Saved data entries:

++++++++++++++++++++

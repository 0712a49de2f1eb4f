//! Readiness-based networking runtime.
//!
//! Built on mio (epoll on Linux, kqueue on macOS):
//! - `Reactor`: owns the listener, the poll handle and every connection
//! - `Connection`: per-socket hooks the reactor drives
//! - `ConnectionFactory`: builds a connection for each accepted socket
//! - `StreamConnection`: packet framing over a non-blocking stream
//! - `SendQueue`: outbound FIFO with partial-write tracking

mod connection;
mod reactor;
mod send_queue;
mod stream;

pub use connection::{Connection, ConnectionFactory};
pub use reactor::{Reactor, ReactorConfig, StopHandle};
pub use send_queue::{Drain, SendQueue};
pub use stream::{
    AutoFlagStreamConnection, PacketHandler, StreamConnection, DEFAULT_MAX_PAYLOAD_SIZE,
    DEFAULT_READ_BUDGET,
};
//! Connection capability and the registry that owns live connections.
//!
//! The reactor knows connections only through the [`Connection`] trait.
//! A [`ConnectionFactory`] decides, per accepted socket, which connection
//! type to build; this is the single seam between the reactor and
//! application behaviour.

use mio::event::Source;
use mio::net::TcpStream;
use slab::Slab;
use std::net::SocketAddr;
use std::os::unix::io::RawFd;

/// Per-socket handler driven by the reactor.
///
/// Every hook runs to completion on the reactor thread. A connection that
/// closes itself inside a hook is removed by the reactor when the hook
/// returns.
pub trait Connection {
    /// Underlying descriptor, or `None` once closed.
    fn fd(&self) -> Option<RawFd>;

    /// The socket to register with the poller, or `None` once closed.
    fn source(&mut self) -> Option<&mut dyn Source>;

    /// Called once, after the connection is registered.
    fn on_start(&mut self) {}

    /// Called when the socket is readable.
    fn on_readable(&mut self);

    /// Called when the socket is writable.
    fn on_writable(&mut self);

    /// Whether the reactor should watch this socket for writability.
    fn wants_write_interest(&self) -> bool {
        false
    }

    /// Whether `on_readable` stopped early and must run again before the
    /// next blocking poll. Sources are edge-triggered, so no new event
    /// arrives for data already buffered.
    fn wants_reread(&self) -> bool {
        false
    }

    fn is_closed(&self) -> bool;

    /// Close the socket and discard pending output. Must be idempotent.
    fn close(&mut self);
}

/// Builds a connection for each accepted socket.
pub trait ConnectionFactory {
    /// Return `None` to reject the connection; the socket is then closed.
    fn new_connection(&mut self, stream: TcpStream, peer: SocketAddr)
        -> Option<Box<dyn Connection>>;
}

/// A registered connection and the interest it is registered with.
pub(crate) struct Entry {
    pub conn: Box<dyn Connection>,
    pub peer: SocketAddr,
    /// Whether WRITABLE is part of the current registration.
    pub write_interest: bool,
    /// Whether the token sits in the reactor's reread queue.
    pub reread_queued: bool,
}

/// Registry of active connections using slab allocation.
///
/// Provides O(1) insert, lookup, and remove operations. The slab key is the
/// poll token for the connection.
pub(crate) struct ConnectionRegistry {
    connections: Slab<Entry>,
    max_connections: usize,
}

impl ConnectionRegistry {
    /// Create a new registry with specified maximum capacity.
    pub fn new(max_connections: usize) -> Self {
        Self {
            connections: Slab::with_capacity(max_connections.min(4096)),
            max_connections,
        }
    }

    /// Insert a new connection into the registry.
    ///
    /// Returns the connection back if the registry is at capacity.
    pub fn insert(
        &mut self,
        conn: Box<dyn Connection>,
        peer: SocketAddr,
    ) -> Result<usize, Box<dyn Connection>> {
        if self.is_full() {
            return Err(conn);
        }
        Ok(self.connections.insert(Entry {
            conn,
            peer,
            write_interest: false,
            reread_queued: false,
        }))
    }

    pub fn get_mut(&mut self, id: usize) -> Option<&mut Entry> {
        self.connections.get_mut(id)
    }

    /// Remove a connection from the registry.
    pub fn remove(&mut self, id: usize) -> Option<Entry> {
        self.connections.try_remove(id)
    }

    /// Number of active connections.
    pub fn len(&self) -> usize {
        self.connections.len()
    }

    pub fn is_full(&self) -> bool {
        self.connections.len() >= self.max_connections
    }

    /// Remove every connection.
    pub fn drain(&mut self) -> impl Iterator<Item = Entry> + '_ {
        self.connections.drain()
    }
}
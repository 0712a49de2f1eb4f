//! packet-reactor: a single-threaded TCP reactor for length-prefixed packets.
//!
//! Every message on the wire is a fixed 20-byte header followed by exactly
//! `length` payload bytes. Connections are driven by one event loop; the
//! application plugs in through [`runtime::ConnectionFactory`] and
//! [`runtime::PacketHandler`].

pub mod config;
pub mod error;
pub mod protocols;
pub mod runtime;
pub mod wire;

pub use error::{PacketError, ReactorError};
pub use runtime::{
    AutoFlagStreamConnection, Connection, ConnectionFactory, PacketHandler, Reactor,
    ReactorConfig, SendQueue, StopHandle, StreamConnection,
};
pub use wire::{ByteBuffer, Command, Packet, WireHeader, HEADER_SIZE};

++++++++++++++++++++

Requirement: Search the entries for the word "blocking" and copy every line that has it.

Finished task:
//! - `StreamConnection`: packet framing over a non-blocking stream
    /// next blocking poll. Sources are edge-triggered, so no new event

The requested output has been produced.